The virtual universalization of primary education is one of the great global achievements of recent decades. In the early 1950s, some 50% of children of primary school age worldwide were out of school. Today, that figure is 11%.

Yet the most marginalized children remain cut off from primary education – denied their right to develop foundational literacy and numeracy (FLN) skills. An estimated 70% of 10-year-olds in low- and middle-income countries are now unable to understand simple written text.

In low-income countries, it is estimated that only two-thirds of children complete primary school. Inequitable access exists across other divides: children living in emergency and fragile situations, including refugee children, are less likely to complete primary school. Gender also plays a role, as girls growing up in poor households are more likely than their male peers to have never attended or dropped out of primary school.

Even for students in in school, far too many of them are not acquiring the essential basic skills (literacy and numeracy, but also digital and transferable skills) that they need to thrive.

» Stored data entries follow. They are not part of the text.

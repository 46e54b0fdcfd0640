use chrono::{DateTime, Utc};
use serde::{Deserialize, Serialize};
use std::str::FromStr;
use utoipa::ToSchema;
use uuid::Uuid;

#[derive(Debug, Clone, Copy, PartialEq, Eq, Serialize, Deserialize, ToSchema)]
#[serde(rename_all = "snake_case")]
pub enum RequestStatus {
    Pending,
    Approved,
    Rejected,
}

impl RequestStatus {
    pub fn as_str(&self) -> &'static str {
        match self {
            RequestStatus::Pending => "pending",
            RequestStatus::Approved => "approved",
            RequestStatus::Rejected => "rejected",
        }
    }
}

impl FromStr for RequestStatus {
    type Err = String;

    fn from_str(s: &str) -> Result<Self, Self::Err> {
        match s {
            "pending" => Ok(RequestStatus::Pending),
            "approved" => Ok(RequestStatus::Approved),
            "rejected" => Ok(RequestStatus::Rejected),
            other => Err(format!("unknown request status: {}", other)),
        }
    }
}

#[derive(Debug, Clone)]
pub struct DepositRequest {
    pub id: Uuid,
    pub user_id: Uuid,
    pub amount_cents: i64,
    /// Receiver key the player pays into.
    pub pix_key: String,
    pub external_id: String,
    pub br_code: String,
    /// Ledger entry opened as pending together with the request.
    pub transaction_id: Uuid,
    pub status: RequestStatus,
    pub expires_at: DateTime<Utc>,
    pub created_at: DateTime<Utc>,
    pub decided_at: Option<DateTime<Utc>>,
}

#[derive(Debug, Clone)]
pub struct WithdrawalRequest {
    pub id: Uuid,
    pub user_id: Uuid,
    pub amount_cents: i64,
    /// Payee key.
    pub pix_key: String,
    pub transaction_id: Uuid,
    pub status: RequestStatus,
    pub requested_at: DateTime<Utc>,
    pub decided_at: Option<DateTime<Utc>>,
    pub decided_by: Option<Uuid>,
}
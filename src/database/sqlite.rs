use crate::errors::{AppError, Result};
use crate::models::audit::AuditEntry;
use crate::models::game::GameSession;
use crate::models::kyc::{Address, KycSubmission};
use crate::models::limits::{PendingLimits, ResponsibleGamingLimits};
use crate::models::payment_request::{DepositRequest, RequestStatus, WithdrawalRequest};
use crate::models::transaction::{Transaction, TransactionStatus, TransactionType};
use crate::models::user::{KycStatus, User};
use chrono::{DateTime, NaiveDate, SecondsFormat, Utc};
use sqlx::sqlite::{SqliteConnectOptions, SqliteJournalMode, SqlitePoolOptions, SqliteRow};
use sqlx::{Row, SqliteConnection, SqlitePool};
use std::path::Path;
use std::str::FromStr;
use uuid::Uuid;

#[derive(Debug, Clone)]
pub struct SqliteDatabase {
    pool: SqlitePool,
}

/// Fixed-width UTC timestamps so that text comparison orders them correctly.
pub(crate) fn ts(dt: DateTime<Utc>) -> String {
    dt.to_rfc3339_opts(SecondsFormat::Micros, true)
}

fn parse_ts(value: &str) -> Result<DateTime<Utc>> {
    DateTime::parse_from_rfc3339(value)
        .map(|dt| dt.with_timezone(&Utc))
        .map_err(|e| AppError::DatabaseError(format!("Invalid timestamp '{}': {}", value, e)))
}

fn parse_opt_ts(value: Option<String>) -> Result<Option<DateTime<Utc>>> {
    value.as_deref().map(parse_ts).transpose()
}

fn parse_uuid(value: &str) -> Result<Uuid> {
    Uuid::parse_str(value).map_err(|e| AppError::DatabaseError(format!("Invalid id '{}': {}", value, e)))
}

fn parse_enum<T: FromStr<Err = String>>(value: &str) -> Result<T> {
    value.parse().map_err(AppError::DatabaseError)
}

fn user_from_row(row: &SqliteRow) -> Result<User> {
    Ok(User {
        id: parse_uuid(&row.try_get::<String, _>("id")?)?,
        email: row.try_get("email")?,
        display_name: row.try_get("display_name")?,
        password_hash: row.try_get("password_hash")?,
        balance_cents: row.try_get("balance_cents")?,
        kyc_status: parse_enum(&row.try_get::<String, _>("kyc_status")?)?,
        is_admin: row.try_get("is_admin")?,
        created_at: parse_ts(&row.try_get::<String, _>("created_at")?)?,
        updated_at: parse_ts(&row.try_get::<String, _>("updated_at")?)?,
    })
}

fn transaction_from_row(row: &SqliteRow) -> Result<Transaction> {
    Ok(Transaction {
        id: parse_uuid(&row.try_get::<String, _>("id")?)?,
        user_id: parse_uuid(&row.try_get::<String, _>("user_id")?)?,
        tx_type: parse_enum(&row.try_get::<String, _>("tx_type")?)?,
        amount_cents: row.try_get("amount_cents")?,
        description: row.try_get("description")?,
        status: parse_enum(&row.try_get::<String, _>("status")?)?,
        created_at: parse_ts(&row.try_get::<String, _>("created_at")?)?,
    })
}

fn deposit_from_row(row: &SqliteRow) -> Result<DepositRequest> {
    Ok(DepositRequest {
        id: parse_uuid(&row.try_get::<String, _>("id")?)?,
        user_id: parse_uuid(&row.try_get::<String, _>("user_id")?)?,
        amount_cents: row.try_get("amount_cents")?,
        pix_key: row.try_get("pix_key")?,
        external_id: row.try_get("external_id")?,
        br_code: row.try_get("br_code")?,
        transaction_id: parse_uuid(&row.try_get::<String, _>("transaction_id")?)?,
        status: parse_enum(&row.try_get::<String, _>("status")?)?,
        expires_at: parse_ts(&row.try_get::<String, _>("expires_at")?)?,
        created_at: parse_ts(&row.try_get::<String, _>("created_at")?)?,
        decided_at: parse_opt_ts(row.try_get("decided_at")?)?,
    })
}

fn withdrawal_from_row(row: &SqliteRow) -> Result<WithdrawalRequest> {
    let decided_by: Option<String> = row.try_get("decided_by")?;
    Ok(WithdrawalRequest {
        id: parse_uuid(&row.try_get::<String, _>("id")?)?,
        user_id: parse_uuid(&row.try_get::<String, _>("user_id")?)?,
        amount_cents: row.try_get("amount_cents")?,
        pix_key: row.try_get("pix_key")?,
        transaction_id: parse_uuid(&row.try_get::<String, _>("transaction_id")?)?,
        status: parse_enum(&row.try_get::<String, _>("status")?)?,
        requested_at: parse_ts(&row.try_get::<String, _>("requested_at")?)?,
        decided_at: parse_opt_ts(row.try_get("decided_at")?)?,
        decided_by: decided_by.as_deref().map(parse_uuid).transpose()?,
    })
}

fn kyc_from_row(row: &SqliteRow) -> Result<KycSubmission> {
    let birth_date: String = row.try_get("birth_date")?;
    let reviewed_by: Option<String> = row.try_get("reviewed_by")?;
    Ok(KycSubmission {
        id: parse_uuid(&row.try_get::<String, _>("id")?)?,
        user_id: parse_uuid(&row.try_get::<String, _>("user_id")?)?,
        cpf: row.try_get("cpf")?,
        cpf_validated: row.try_get("cpf_validated")?,
        full_name: row.try_get("full_name")?,
        birth_date: NaiveDate::parse_from_str(&birth_date, "%Y-%m-%d")
            .map_err(|e| AppError::DatabaseError(format!("Invalid birth date: {}", e)))?,
        phone: row.try_get("phone")?,
        address: Address {
            cep: row.try_get("cep")?,
            street: row.try_get("street")?,
            number: row.try_get("number")?,
            complement: row.try_get("complement")?,
            neighborhood: row.try_get("neighborhood")?,
            city: row.try_get("city")?,
            state: row.try_get("state")?,
        },
        document_front_url: row.try_get("document_front_url")?,
        document_back_url: row.try_get("document_back_url")?,
        selfie_url: row.try_get("selfie_url")?,
        status: parse_enum(&row.try_get::<String, _>("status")?)?,
        submitted_at: parse_ts(&row.try_get::<String, _>("submitted_at")?)?,
        reviewed_at: parse_opt_ts(row.try_get("reviewed_at")?)?,
        reviewed_by: reviewed_by.as_deref().map(parse_uuid).transpose()?,
        rejection_reason: row.try_get("rejection_reason")?,
    })
}
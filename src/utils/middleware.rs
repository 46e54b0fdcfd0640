use crate::errors::AppError;
use axum::{
    extract::{ConnectInfo, Request},
    middleware::Next,
    response::{IntoResponse, Response},
    Extension,
};
use dashmap::DashMap;
use std::{
    net::SocketAddr,
    sync::Arc,
    time::{Duration, Instant},
};
use tracing::{warn, Instrument};
use uuid::Uuid;

#[derive(Debug, Clone, Copy)]
pub struct RateLimitEntry {
    pub count: u64,
    pub window_start: Instant,
}

/// Fixed-window limiter keyed by client address.
#[derive(Debug)]
pub struct RateLimiter {
    pub requests_per_window: u64,
    pub window_duration: Duration,
    entries: DashMap<String, RateLimitEntry>,
}

impl RateLimiter {
    pub fn new(requests_per_window: u64, window_duration: Duration) -> Self {
        Self {
            requests_per_window,
            window_duration,
            entries: DashMap::new(),
        }
    }

    pub fn check_rate_limit(&self, key: &str) -> bool {
        self.check_at(key, Instant::now())
    }

    fn check_at(&self, key: &str, now: Instant) -> bool {
        let mut entry = self
            .entries
            .entry(key.to_string())
            .or_insert(RateLimitEntry { count: 0, window_start: now });

        if now.duration_since(entry.window_start) >= self.window_duration {
            entry.count = 0;
            entry.window_start = now;
        }
        if entry.count >= self.requests_per_window {
            return false;
        }
        entry.count += 1;
        true
    }

    /// Drops windows that ended; called from a background task.
    pub fn prune(&self) {
        let now = Instant::now();
        self.entries
            .retain(|_, entry| now.duration_since(entry.window_start) < self.window_duration);
    }
}

pub async fn rate_limiter_middleware(
    Extension(limiter): Extension<Arc<RateLimiter>>,
    request: Request,
    next: Next,
) -> Response {
    let ip = request
        .extensions()
        .get::<ConnectInfo<SocketAddr>>()
        .map(|ConnectInfo(addr)| addr.ip().to_string());

    // Without connection info (in-process calls) there is no client to key on.
    if let Some(ip) = ip {
        if !limiter.check_rate_limit(&ip) {
            warn!(action = "rate_limited", ip = %ip);
            return AppError::RateLimited.into_response();
        }
    }
    next.run(request).await
}

/// Opens a `request` span carrying a fresh request id for everything logged downstream.
pub async fn request_id_middleware(req: Request, next: Next) -> Response {
    let request_id = Uuid::new_v4().to_string();
    let span = tracing::info_span!(
        "request",
        request_id = %request_id,
        method = %req.method(),
        uri = %req.uri()
    );
    let mut response = next.run(req).instrument(span).await;
    if let Ok(value) = request_id.parse() {
        response.headers_mut().insert("x-request-id", value);
    }
    response
}

#[cfg(test)]
mod tests {
    use super::*;

    #[test]
    fn test_window_allows_then_blocks() {
        let limiter = RateLimiter::new(3, Duration::from_secs(1));
        let start = Instant::now();
        assert!(limiter.check_at("1.2.3.4", start));
        assert!(limiter.check_at("1.2.3.4", start));
        assert!(limiter.check_at("1.2.3.4", start));
        assert!(!limiter.check_at("1.2.3.4", start));
        assert!(limiter.check_at("5.6.7.8", start));
    }

    #[test]
    fn test_window_resets() {
        let limiter = RateLimiter::new(1, Duration::from_millis(100));
        let start = Instant::now();
        assert!(limiter.check_at("ip", start));
        assert!(!limiter.check_at("ip", start + Duration::from_millis(50)));
        assert!(limiter.check_at("ip", start + Duration::from_millis(100)));
    }
}
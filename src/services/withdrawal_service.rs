use crate::database::sqlite::SqliteDatabase;
use crate::errors::{AppError, Result};
use crate::models::payment_request::{RequestStatus, WithdrawalRequest};
use crate::models::transaction::{Transaction, TransactionStatus, TransactionType};
use crate::models::user::KycStatus;
use crate::services::audit;
use crate::utils::money::to_cents;
use crate::utils::validation::classify_pix_key;
use chrono::Utc;
use serde_json::json;
use std::sync::Arc;
use tracing::info;
use uuid::Uuid;

pub struct WithdrawalService {
    db: Arc<SqliteDatabase>,
}

impl WithdrawalService {
    pub fn new(db: Arc<SqliteDatabase>) -> Self {
        Self { db }
    }

    /// Holds the amount from the balance and queues the payout for an operator.
    pub async fn request_withdrawal(&self, user_id: &Uuid, amount: f64, pix_key: &str) -> Result<WithdrawalRequest> {
        let amount_cents = to_cents(amount)?;
        let pix_key = pix_key.trim();
        let kind = classify_pix_key(pix_key)?;

        let user = self.db.get_user_by_id(user_id).await?;
        if user.kyc_status != KycStatus::Approved {
            return Err(AppError::Forbidden(
                "Complete a verificação de identidade para sacar.".to_string(),
            ));
        }

        let entry = Transaction::new(
            *user_id,
            TransactionType::Withdrawal,
            amount_cents,
            "Saque via PIX",
            TransactionStatus::Pending,
        );
        let request = WithdrawalRequest {
            id: Uuid::new_v4(),
            user_id: *user_id,
            amount_cents,
            pix_key: pix_key.to_string(),
            transaction_id: entry.id,
            status: RequestStatus::Pending,
            requested_at: Utc::now(),
            decided_at: None,
            decided_by: None,
        };
        self.db.create_withdrawal_request(&request, &entry).await?;

        audit::record(
            &self.db,
            *user_id,
            "WITHDRAWAL_REQUESTED",
            json!({ "request_id": request.id, "amount_cents": amount_cents, "key_kind": kind }),
        )
        .await;
        info!(action = "withdrawal_requested", user_id = %user_id, request_id = %request.id, amount_cents = amount_cents);
        Ok(request)
    }

    pub async fn user_withdrawals(&self, user_id: &Uuid) -> Result<Vec<WithdrawalRequest>> {
        self.db.list_user_withdrawals(user_id).await
    }

    /// Pending requests, oldest first.
    pub async fn pending_withdrawals(&self) -> Result<Vec<WithdrawalRequest>> {
        self.db.list_withdrawals(Some(RequestStatus::Pending)).await
    }

    pub async fn decide_withdrawal(&self, admin_id: &Uuid, request_id: &Uuid, approve: bool) -> Result<WithdrawalRequest> {
        let request = self.db.decide_withdrawal(request_id, admin_id, approve).await?;

        let event = if approve { "WITHDRAWAL_APPROVED" } else { "WITHDRAWAL_REJECTED" };
        audit::record(
            &self.db,
            request.user_id,
            event,
            json!({ "request_id": request.id, "amount_cents": request.amount_cents, "admin_id": admin_id }),
        )
        .await;
        info!(action = "withdrawal_decided", request_id = %request.id, admin_id = %admin_id, approved = approve);
        Ok(request)
    }
}
use crate::database::sqlite::SqliteDatabase;
use crate::models::audit::AuditEntry;
use chrono::Utc;
use tracing::warn;
use uuid::Uuid;

/// Writes an audit row. A failed write is logged and never fails the caller.
pub async fn record(db: &SqliteDatabase, user_id: Uuid, event_type: &str, event_data: serde_json::Value) {
    let entry = AuditEntry {
        id: Uuid::new_v4(),
        user_id,
        event_type: event_type.to_string(),
        event_data,
        created_at: Utc::now(),
    };

    if let Err(e) = db.insert_audit(&entry).await {
        warn!(action = "audit_write_failed", user_id = %user_id, event = %event_type, error = %e);
    }
}

#[cfg(test)]
mod tests {
    use super::*;
    use serde_json::json;

    #[tokio::test]
    async fn test_record_is_readable() {
        let db = SqliteDatabase::new_in_memory().await.unwrap();
        let user_id = Uuid::new_v4();
        record(&db, user_id, "LIMITS_UPDATED", json!({ "daily_bet_cents": 100 })).await;

        let entries = db.list_audit(&user_id).await.unwrap();
        assert_eq!(entries.len(), 1);
        assert_eq!(entries[0].event_type, "LIMITS_UPDATED");
        assert_eq!(entries[0].event_data["daily_bet_cents"], 100);
    }
}
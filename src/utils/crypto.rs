use crate::errors::{AppError, Result};
use argon2::password_hash::SaltString;
use argon2::{Argon2, PasswordHash, PasswordHasher, PasswordVerifier};
use rand::rngs::OsRng;
use sha2::{Digest, Sha256};

pub struct PasswordManager;

impl PasswordManager {
    pub fn hash_password(password: &str) -> Result<String> {
        let salt = SaltString::generate(&mut OsRng);
        let hash = Argon2::default()
            .hash_password(password.as_bytes(), &salt)
            .map_err(|e| AppError::EncryptionError(format!("Password hashing failed: {}", e)))?;
        Ok(hash.to_string())
    }

    pub fn verify_password(password: &str, hash: &str) -> Result<bool> {
        let parsed_hash = PasswordHash::new(hash)
            .map_err(|e| AppError::EncryptionError(format!("Invalid password hash: {}", e)))?;
        Ok(Argon2::default()
            .verify_password(password.as_bytes(), &parsed_hash)
            .is_ok())
    }
}

/// Hex SHA-256, used for session tokens at rest.
pub fn sha256_hex(input: &str) -> String {
    let mut hasher = Sha256::new();
    hasher.update(input.as_bytes());
    format!("{:x}", hasher.finalize())
}

/// Constant-time comparison for shared secrets.
pub fn secrets_match(a: &str, b: &str) -> bool {
    if a.len() != b.len() {
        return false;
    }
    a.bytes().zip(b.bytes()).fold(0u8, |acc, (x, y)| acc | (x ^ y)) == 0
}

#[cfg(test)]
mod tests {
    use super::*;

    #[test]
    fn test_hash_and_verify() {
        let hash = PasswordManager::hash_password("sorte2024").unwrap();
        assert!(PasswordManager::verify_password("sorte2024", &hash).unwrap());
        assert!(!PasswordManager::verify_password("azar2024", &hash).unwrap());
    }

    #[test]
    fn test_secrets_match() {
        assert!(secrets_match("abc", "abc"));
        assert!(!secrets_match("abc", "abd"));
        assert!(!secrets_match("abc", "abcd"));
    }
}
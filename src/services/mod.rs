pub mod audit;
pub mod auth;
pub mod document_store;
pub mod games;
pub mod jwt;
pub mod kyc_service;
pub mod pix_service;
pub mod postal_code;
pub mod responsible_gaming;
pub mod user_service;
pub mod withdrawal_service;
#[axum::async_trait]
impl<S> FromRequestParts<S> for AuthBearer
where
    S: Send + Sync,
{
    type Rejection = AppError;

    async fn from_request_parts(parts: &mut Parts, _state: &S) -> std::result::Result<Self, Self::Rejection> {
        parts
            .headers
            .get(AUTHORIZATION)
            .and_then(|value| value.to_str().ok())
            .and_then(|value| value.strip_prefix("Bearer "))
            .map(|token| AuthBearer(token.trim().to_string()))
            .ok_or_else(|| AppError::AuthenticationError("Faça login para continuar.".to_string()))
    }
}

/// A bearer token that was checked against the session table.
pub struct Session {
    pub user: AuthenticatedUser,
    pub token: String,
}

#[axum::async_trait]
impl<S> FromRequestParts<S> for Session
where
    S: Send + Sync,
{
    type Rejection = AppError;

    async fn from_request_parts(parts: &mut Parts, state: &S) -> std::result::Result<Self, Self::Rejection> {
        let AuthBearer(token) = AuthBearer::from_request_parts(parts, state).await?;
        let Extension(app) = Extension::<Arc<AppState>>::from_request_parts(parts, state)
            .await
            .map_err(|e| AppError::InternalError(e.to_string()))?;
        let user = app.auth.validate_token(&token).await?;
        Ok(Session { user, token })
    }
}

pub fn auth_router() -> Router {
    Router::new()
        .route("/register", post(register))
        .route("/login", post(login))
        .route("/logout", post(logout))
}

pub fn wallet_router() -> Router {
    Router::new().route("/transactions", get(wallet_transactions))
}

pub fn games_router() -> Router {
    Router::new()
        .route("/", get(list_games))
        .route("/history", get(game_history))
        .route("/:id/spin", post(spin))
}

pub fn limits_router() -> Router {
    Router::new()
        .route("/", get(get_limits).put(update_limits))
        .route("/activity", get(limits_activity))
        .route("/self-exclusion", post(self_exclusion))
        .route("/report", get(limits_report))
}

pub fn deposits_router() -> Router {
    Router::new()
        .route("/", post(create_deposit))
        .route("/:txid", get(deposit_status))
        .route("/:txid/cancel", post(cancel_deposit))
}

pub fn withdrawals_router() -> Router {
    Router::new().route("/", post(request_withdrawal).get(my_withdrawals))
}

pub fn kyc_router() -> Router {
    Router::new()
        .route("/", post(submit_kyc).get(kyc_status))
        .route("/cep/:cep", get(lookup_cep))
}

pub fn admin_router() -> Router {
    Router::new()
        .route("/withdrawals", get(admin_withdrawals))
        .route("/withdrawals/:id/decision", post(admin_decide_withdrawal))
        .route("/kyc", get(admin_kyc_list))
        .route("/kyc/:id/review", post(admin_kyc_review))
}

#[utoipa::path(
    post,
    path = "/api/auth/register",
    request_body = RegisterRequest,
    responses(
        (status = 201, body = RegisterResponse),
        (status = 400, description = "Invalid input"),
        (status = 409, description = "E-mail already registered")
    ),
    tag = "Auth"
)]
pub async fn register(
    Extension(app): Extension<Arc<AppState>>,
    Json(req): Json<RegisterRequest>,
) -> Result<(StatusCode, Json<RegisterResponse>)> {
    let user_id = app.auth.register(&req.email, &req.password, &req.display_name).await?;
    Ok((
        StatusCode::CREATED,
        Json(RegisterResponse { user_id, message: "Conta criada com sucesso.".to_string() }),
    ))
}

#[utoipa::path(
    post,
    path = "/api/auth/login",
    request_body = LoginRequest,
    responses((status = 200, body = LoginResponse), (status = 401, description = "Invalid credentials")),
    tag = "Auth"
)]
pub async fn login(
    Extension(app): Extension<Arc<AppState>>,
    Json(req): Json<LoginRequest>,
) -> Result<Json<LoginResponse>> {
    let token = app.auth.login(&req.email, &req.password).await?;
    Ok(Json(LoginResponse { token, expires_in: (SESSION_HOURS * 3600) as u64 }))
}

#[utoipa::path(
    post,
    path = "/api/auth/logout",
    responses((status = 200, body = MessageResponse)),
    security(("bearerAuth" = [])),
    tag = "Auth"
)]
pub async fn logout(
    Extension(app): Extension<Arc<AppState>>,
    session: Session,
) -> Result<Json<MessageResponse>> {
    app.auth.logout(&session.token).await?;
    Ok(Json(MessageResponse { message: "Sessão encerrada.".to_string() }))
}

#[utoipa::path(
    get,
    path = "/api/profile",
    responses((status = 200, body = UserProfile)),
    security(("bearerAuth" = [])),
    tag = "Profile"
)]
pub async fn get_profile(
    Extension(app): Extension<Arc<AppState>>,
    session: Session,
) -> Result<Json<UserProfile>> {
    Ok(Json(app.users.profile(&session.user.user_id).await?))
}

#[utoipa::path(
    get,
    path = "/api/wallet/transactions",
    params(HistoryQuery),
    responses((status = 200, body = [TransactionView])),
    security(("bearerAuth" = [])),
    tag = "Wallet"
)]
pub async fn wallet_transactions(
    Extension(app): Extension<Arc<AppState>>,
    session: Session,
    Query(query): Query<HistoryQuery>,
) -> Result<Json<Vec<TransactionView>>> {
    let entries = app.users.transactions(&session.user.user_id, query.limit).await?;
    Ok(Json(entries.into_iter().map(Into::into).collect()))
}

#[utoipa::path(get, path = "/api/games", responses((status = 200, body = [GameInfo])), tag = "Games")]
pub async fn list_games() -> Json<Vec<GameInfo>> {
    Json(catalog().to_vec())
}
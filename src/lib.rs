pub mod api;
pub mod cli;
pub mod config;
pub mod database;
pub mod errors;
pub mod models;
pub mod services;
pub mod state;
pub mod utils;
//! SkiffSQL - the scalar expression evaluation core of a SQL engine
//! (MySQL dialect).
//!
//! This workspace implements the builtin-function subsystem that turns a
//! parsed function call into a type-specialized, row-callable evaluator:
//!
//! ```text
//! Expression tree → FunctionRegistry::resolve (once, at plan build)
//!                 → Signature::eval (once per row, with the Session)
//! ```
//!
//! Resolution validates argument count and types and deduces the single
//! coercion domain of the call; evaluation applies null-aware
//! three-valued logic, including exact mixed signed/unsigned integer
//! comparison. The only mutable state reachable from evaluation is the
//! per-session user-variable store and the INSERT row context.
//!
//! # Example
//!
//! ```rust
//! use skiffsql::{registry, Expr, Row, Session, Value};
//!
//! let session = Session::new();
//! let sig = registry()
//!     .resolve(
//!         "in",
//!         vec![
//!             Expr::constant(Value::int64(1)),
//!             Expr::constant(Value::int64(1)),
//!             Expr::constant(Value::int64(2)),
//!         ],
//!     )
//!     .unwrap();
//! assert_eq!(sig.eval(&session, &Row::default()).unwrap(), Value::int64(1));
//! ```

pub use skiffsql_common::error::{Error, Result};
pub use skiffsql_common::result::Row;
pub use skiffsql_common::types::compare::{compare, deduce_cmp_domain, CmpDomain};
pub use skiffsql_common::types::{DataType, FieldType, Value};
pub use skiffsql_functions::{
    registry, Arity, Expr, FunctionClass, FunctionRegistry, InsertContext, Session, SessionVars,
    Signature,
};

Primary education is the basis for development. It is in primary school that children acquire fundamental skills that prepare them for life, work and active citizenship. Quality education empowers children and youth, safeguards their health and well-being, and breaks cycles of poverty. It also empowers countries, ushering in economic prosperity and social cohesion.

These benefits come not just from getting children into school, but also from learning to realize their full potential.